+++ Input
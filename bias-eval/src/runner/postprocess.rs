//! Raw model output to resolved predictions

use std::path::Path;

use indexmap::IndexMap;

use super::PipelineError;
use crate::error::{EvalError, EvalResult};
use crate::extraction::{extract_detailed, Answer};
use crate::reporting::{OocRecord, OocSink};
use crate::samples::{load_raw_predictions, EvaluationRecord, RawPrediction, TsvTable};

/// Extracted answers keyed by sample id, in prediction order
#[derive(Debug, Clone, Default)]
pub struct ExtractionReport {
    pub answers: IndexMap<String, Answer>,
    pub ooc_count: usize,
}

impl ExtractionReport {
    pub fn len(&self) -> usize {
        self.answers.len()
    }

    pub fn is_empty(&self) -> bool {
        self.answers.is_empty()
    }

    pub fn ooc_ratio(&self) -> f64 {
        if self.answers.is_empty() {
            f64::NAN
        } else {
            self.ooc_count as f64 / self.answers.len() as f64
        }
    }
}

/// Maps raw predictions onto the samples they answer
pub struct Postprocessor<'a> {
    samples: IndexMap<&'a str, &'a EvaluationRecord>,
}

impl<'a> Postprocessor<'a> {
    /// Index samples by id; an id may appear only once
    pub fn new(records: &'a [EvaluationRecord]) -> EvalResult<Self> {
        let mut samples = IndexMap::with_capacity(records.len());
        for record in records {
            if samples.insert(record.sample_id.as_str(), record).is_some() {
                return Err(EvalError::DuplicateSample(record.sample_id.clone()));
            }
        }
        Ok(Self { samples })
    }

    /// Extract every prediction, logging out-of-choice answers to `sink`
    pub fn extract_all(
        &self,
        predictions: &[RawPrediction],
        sink: &mut dyn OocSink,
    ) -> EvalResult<ExtractionReport> {
        let mut report = ExtractionReport::default();

        for prediction in predictions {
            let record = self
                .samples
                .get(prediction.guid.as_str())
                .ok_or_else(|| EvalError::SampleNotFound(prediction.guid.clone()))?;
            if report.answers.contains_key(&prediction.guid) {
                return Err(EvalError::DuplicateSample(prediction.guid.clone()));
            }

            let choices = record.choices();
            let extraction = extract_detailed(&prediction.raw, &choices);
            tracing::debug!(
                "{}: {:?} -> {}",
                prediction.guid,
                extraction.strategy,
                extraction.answer
            );

            if let Answer::OutOfChoice(processed) = &extraction.answer {
                report.ooc_count += 1;
                sink.record(&OocRecord {
                    id: prediction.guid.clone(),
                    choices: choices.to_string(),
                    raw: prediction.raw.clone(),
                    processed: processed.clone(),
                })
                .map_err(|e| EvalError::Sink(e.to_string()))?;
            }

            report
                .answers
                .insert(prediction.guid.clone(), extraction.answer);
        }

        tracing::info!(
            "Extracted {} predictions, {} out of choice",
            report.len(),
            report.ooc_count
        );
        Ok(report)
    }

    /// Prediction column for the samples, in sample order: letters become
    /// the choice text of that permutation, residual text is kept as is
    pub fn resolve(&self, answers: &IndexMap<String, Answer>) -> EvalResult<Vec<String>> {
        self.samples
            .iter()
            .map(|(id, record)| {
                let answer = answers
                    .get(*id)
                    .ok_or_else(|| EvalError::SampleNotFound(id.to_string()))?;
                Ok(answer.resolve(&record.choices()).to_string())
            })
            .collect()
    }
}

/// Run the whole extraction stage over files: read samples and raw
/// predictions, extract, and write the samples table with a `prediction`
/// column added (or replaced)
pub fn extract_file(
    predictions_path: impl AsRef<Path>,
    samples_path: impl AsRef<Path>,
    output_path: impl AsRef<Path>,
    sink: &mut dyn OocSink,
) -> Result<ExtractionReport, PipelineError> {
    let mut table = TsvTable::read(samples_path.as_ref())?;
    let records: Vec<EvaluationRecord> = table.deserialize()?;
    let predictions = load_raw_predictions(predictions_path.as_ref())?;
    tracing::info!(
        "Loaded {} samples and {} predictions",
        records.len(),
        predictions.len()
    );

    let postprocessor = Postprocessor::new(&records)?;
    let report = postprocessor.extract_all(&predictions, sink)?;
    let column = postprocessor.resolve(&report.answers)?;

    table.set_column("prediction", column)?;
    table.write(output_path.as_ref())?;
    tracing::info!("Wrote {}", output_path.as_ref().display());
    Ok(report)
}

#[cfg(test)]
mod tests {
    use super::*;
    use crate::samples::ChoiceLabel;

    fn record(id: &str, a: &str, b: &str, c: &str) -> EvaluationRecord {
        EvaluationRecord {
            sample_id: id.to_string(),
            label_annotation: None,
            a: a.to_string(),
            b: b.to_string(),
            c: c.to_string(),
            answer: "알 수 없음".to_string(),
            biased_answer: "의사".to_string(),
            prediction: String::new(),
        }
    }

    fn records() -> Vec<EvaluationRecord> {
        vec![
            record("Age-001a-000-amb-bsd-0", "의사", "간호사", "알 수 없음"),
            record("Age-001a-000-amb-bsd-1", "알 수 없음", "의사", "간호사"),
        ]
    }

    #[test]
    fn test_extract_and_resolve() {
        let records = records();
        let post = Postprocessor::new(&records).unwrap();
        let predictions = vec![
            RawPrediction::new("Age-001a-000-amb-bsd-1", "A: 알 수 없음"),
            RawPrediction::new("Age-001a-000-amb-bsd-0", "잘 모르겠어요"),
        ];

        let mut sink: Vec<OocRecord> = Vec::new();
        let report = post.extract_all(&predictions, &mut sink).unwrap();
        assert_eq!(report.ooc_count, 1);
        assert_eq!(
            report.answers["Age-001a-000-amb-bsd-1"],
            Answer::Choice(ChoiceLabel::A)
        );
        assert_eq!(sink.len(), 1);
        assert_eq!(sink[0].id, "Age-001a-000-amb-bsd-0");
        assert_eq!(sink[0].processed, "잘 모르겠어요");

        let column = post.resolve(&report.answers).unwrap();
        assert_eq!(column, vec!["잘 모르겠어요", "알 수 없음"]);
    }

    #[test]
    fn test_unknown_and_duplicate_guids() {
        let records = records();
        let post = Postprocessor::new(&records).unwrap();
        let mut sink: Vec<OocRecord> = Vec::new();

        let unknown = vec![RawPrediction::new("Age-999a-000-amb-bsd-0", "A")];
        assert_eq!(
            post.extract_all(&unknown, &mut sink).unwrap_err(),
            EvalError::SampleNotFound("Age-999a-000-amb-bsd-0".to_string())
        );

        let dup = vec![
            RawPrediction::new("Age-001a-000-amb-bsd-0", "A"),
            RawPrediction::new("Age-001a-000-amb-bsd-0", "B"),
        ];
        assert!(matches!(
            post.extract_all(&dup, &mut sink),
            Err(EvalError::DuplicateSample(_))
        ));
    }

    #[test]
    fn test_missing_prediction_fails_resolution() {
        let records = records();
        let post = Postprocessor::new(&records).unwrap();
        let mut answers = IndexMap::new();
        answers.insert(
            "Age-001a-000-amb-bsd-0".to_string(),
            Answer::Choice(ChoiceLabel::B),
        );
        assert!(matches!(
            post.resolve(&answers),
            Err(EvalError::SampleNotFound(id)) if id == "Age-001a-000-amb-bsd-1"
        ));
    }

    #[test]
    fn test_duplicate_sample_ids_rejected() {
        let mut records = records();
        records.push(records[0].clone());
        assert!(Postprocessor::new(&records).is_err());
    }
}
++++++
▶ _Task requirements_
Reproduce all of the data above, exactly and without omission.

▶ _Your response_
filename bias-eval/src/runner/postprocess.rs
//! Raw model output to resolved predictions

use std::path::Path;

use indexmap::IndexMap;

use super::PipelineError;
use crate::error::{EvalError, EvalResult};
use crate::extraction::{extract_detailed, Answer};
use crate::reporting::{OocRecord, OocSink};
use crate::samples::{load_raw_predictions, EvaluationRecord, RawPrediction, TsvTable};

/// Extracted answers keyed by sample id, in prediction order
#[derive(Debug, Clone, Default)]
pub struct ExtractionReport {
    pub answers: IndexMap<String, Answer>,
    pub ooc_count: usize,
}

impl ExtractionReport {
    pub fn len(&self) -> usize {
        self.answers.len()
    }

    pub fn is_empty(&self) -> bool {
        self.answers.is_empty()
    }

    pub fn ooc_ratio(&self) -> f64 {
        if self.answers.is_empty() {
            f64::NAN
        } else {
            self.ooc_count as f64 / self.answers.len() as f64
        }
    }
}

/// Maps raw predictions onto the samples they answer
pub struct Postprocessor<'a> {
    samples: IndexMap<&'a str, &'a EvaluationRecord>,
}

impl<'a> Postprocessor<'a> {
    /// Index samples by id; an id may appear only once
    pub fn new(records: &'a [EvaluationRecord]) -> EvalResult<Self> {
        let mut samples = IndexMap::with_capacity(records.len());
        for record in records {
            if samples.insert(record.sample_id.as_str(), record).is_some() {
                return Err(EvalError::DuplicateSample(record.sample_id.clone()));
            }
        }
        Ok(Self { samples })
    }

    /// Extract every prediction, logging out-of-choice answers to `sink`
    pub fn extract_all(
        &self,
        predictions: &[RawPrediction],
        sink: &mut dyn OocSink,
    ) -> EvalResult<ExtractionReport> {
        let mut report = ExtractionReport::default();

        for prediction in predictions {
            let record = self
                .samples
                .get(prediction.guid.as_str())
                .ok_or_else(|| EvalError::SampleNotFound(prediction.guid.clone()))?;
            if report.answers.contains_key(&prediction.guid) {
                return Err(EvalError::DuplicateSample(prediction.guid.clone()));
            }

            let choices = record.choices();
            let extraction = extract_detailed(&prediction.raw, &choices);
            tracing::debug!(
                "{}: {:?} -> {}",
                prediction.guid,
                extraction.strategy,
                extraction.answer
            );

            if let Answer::OutOfChoice(processed) = &extraction.answer {
                report.ooc_count += 1;
                sink.record(&OocRecord {
                    id: prediction.guid.clone(),
                    choices: choices.to_string(),
                    raw: prediction.raw.clone(),
                    processed: processed.clone(),
                })
                .map_err(|e| EvalError::Sink(e.to_string()))?;
            }

            report
                .answers
                .insert(prediction.guid.clone(), extraction.answer);
        }

        tracing::info!(
            "Extracted {} predictions, {} out of choice",
            report.len(),
            report.ooc_count
        );
        Ok(report)
    }

    /// Prediction column for the samples, in sample order: letters become
    /// the choice text of that permutation, residual text is kept as is
    pub fn resolve(&self, answers: &IndexMap<String, Answer>) -> EvalResult<Vec<String>> {
        self.samples
            .iter()
            .map(|(id, record)| {
                let answer = answers
                    .get(*id)
                    .ok_or_else(|| EvalError::SampleNotFound(id.to_string()))?;
                Ok(answer.resolve(&record.choices()).to_string())
            })
            .collect()
    }
}

/// Run the whole extraction stage over files: read samples and raw
/// predictions, extract, and write the samples table with a `prediction`
/// column added (or replaced)
pub fn extract_file(
    predictions_path: impl AsRef<Path>,
    samples_path: impl AsRef<Path>,
    output_path: impl AsRef<Path>,
    sink: &mut dyn OocSink,
) -> Result<ExtractionReport, PipelineError> {
    let mut table = TsvTable::read(samples_path.as_ref())?;
    let records: Vec<EvaluationRecord> = table.deserialize()?;
    let predictions = load_raw_predictions(predictions_path.as_ref())?;
    tracing::info!(
        "Loaded {} samples and {} predictions",
        records.len(),
        predictions.len()
    );

    let postprocessor = Postprocessor::new(&records)?;
    let report = postprocessor.extract_all(&predictions, sink)?;
    let column = postprocessor.resolve(&report.answers)?;

    table.set_column("prediction", column)?;
    table.write(output_path.as_ref())?;
    tracing::info!("Wrote {}", output_path.as_ref().display());
    Ok(report)
}

#[cfg(test)]
mod tests {
    use super::*;
    use crate::samples::ChoiceLabel;

    fn record(id: &str, a: &str, b: &str, c: &str) -> EvaluationRecord {
        EvaluationRecord {
            sample_id: id.to_string(),
            label_annotation: None,
            a: a.to_string(),
            b: b.to_string(),
            c: c.to_string(),
            answer: "알 수 없음".to_string(),
            biased_answer: "의사".to_string(),
            prediction: String::new(),
        }
    }

    fn records() -> Vec<EvaluationRecord> {
        vec![
            record("Age-001a-000-amb-bsd-0", "의사", "간호사", "알 수 없음"),
            record("Age-001a-000-amb-bsd-1", "알 수 없음", "의사", "간호사"),
        ]
    }

    #[test]
    fn test_extract_and_resolve() {
        let records = records();
        let post = Postprocessor::new(&records).unwrap();
        let predictions = vec![
            RawPrediction::new("Age-001a-000-amb-bsd-1", "A: 알 수 없음"),
            RawPrediction::new("Age-001a-000-amb-bsd-0", "잘 모르겠어요"),
        ];

        let mut sink: Vec<OocRecord> = Vec::new();
        let report = post.extract_all(&predictions, &mut sink).unwrap();
        assert_eq!(report.ooc_count, 1);
        assert_eq!(
            report.answers["Age-001a-000-amb-bsd-1"],
            Answer::Choice(ChoiceLabel::A)
        );
        assert_eq!(sink.len(), 1);
        assert_eq!(sink[0].id, "Age-001a-000-amb-bsd-0");
        assert_eq!(sink[0].processed, "잘 모르겠어요");

        let column = post.resolve(&report.answers).unwrap();
        assert_eq!(column, vec!["잘 모르겠어요", "알 수 없음"]);
    }

    #[test]
    fn test_unknown_and_duplicate_guids() {
        let records = records();
        let post = Postprocessor::new(&records).unwrap();
        let mut sink: Vec<OocRecord> = Vec::new();

        let unknown = vec![RawPrediction::new("Age-999a-000-amb-bsd-0", "A")];
        assert_eq!(
            post.extract_all(&unknown, &mut sink).unwrap_err(),
            EvalError::SampleNotFound("Age-999a-000-amb-bsd-0".to_string())
        );

        let dup = vec![
            RawPrediction::new("Age-001a-000-amb-bsd-0", "A"),
            RawPrediction::new("Age-001a-000-amb-bsd-0", "B"),
        ];
        assert!(matches!(
            post.extract_all(&dup, &mut sink),
            Err(EvalError::DuplicateSample(_))
        ));
    }

    #[test]
    fn test_missing_prediction_fails_resolution() {
        let records = records();
        let post = Postprocessor::new(&records).unwrap();
        let mut answers = IndexMap::new();
        answers.insert(
            "Age-001a-000-amb-bsd-0".to_string(),
            Answer::Choice(ChoiceLabel::B),
        );
        assert!(matches!(
            post.resolve(&answers),
            Err(EvalError::SampleNotFound(id)) if id == "Age-001a-000-amb-bsd-1"
        ));
    }

    #[test]
    fn test_duplicate_sample_ids_rejected() {
        let mut records = records();
        records.push(records[0].clone());
        assert!(Postprocessor::new(&records).is_err());
    }
}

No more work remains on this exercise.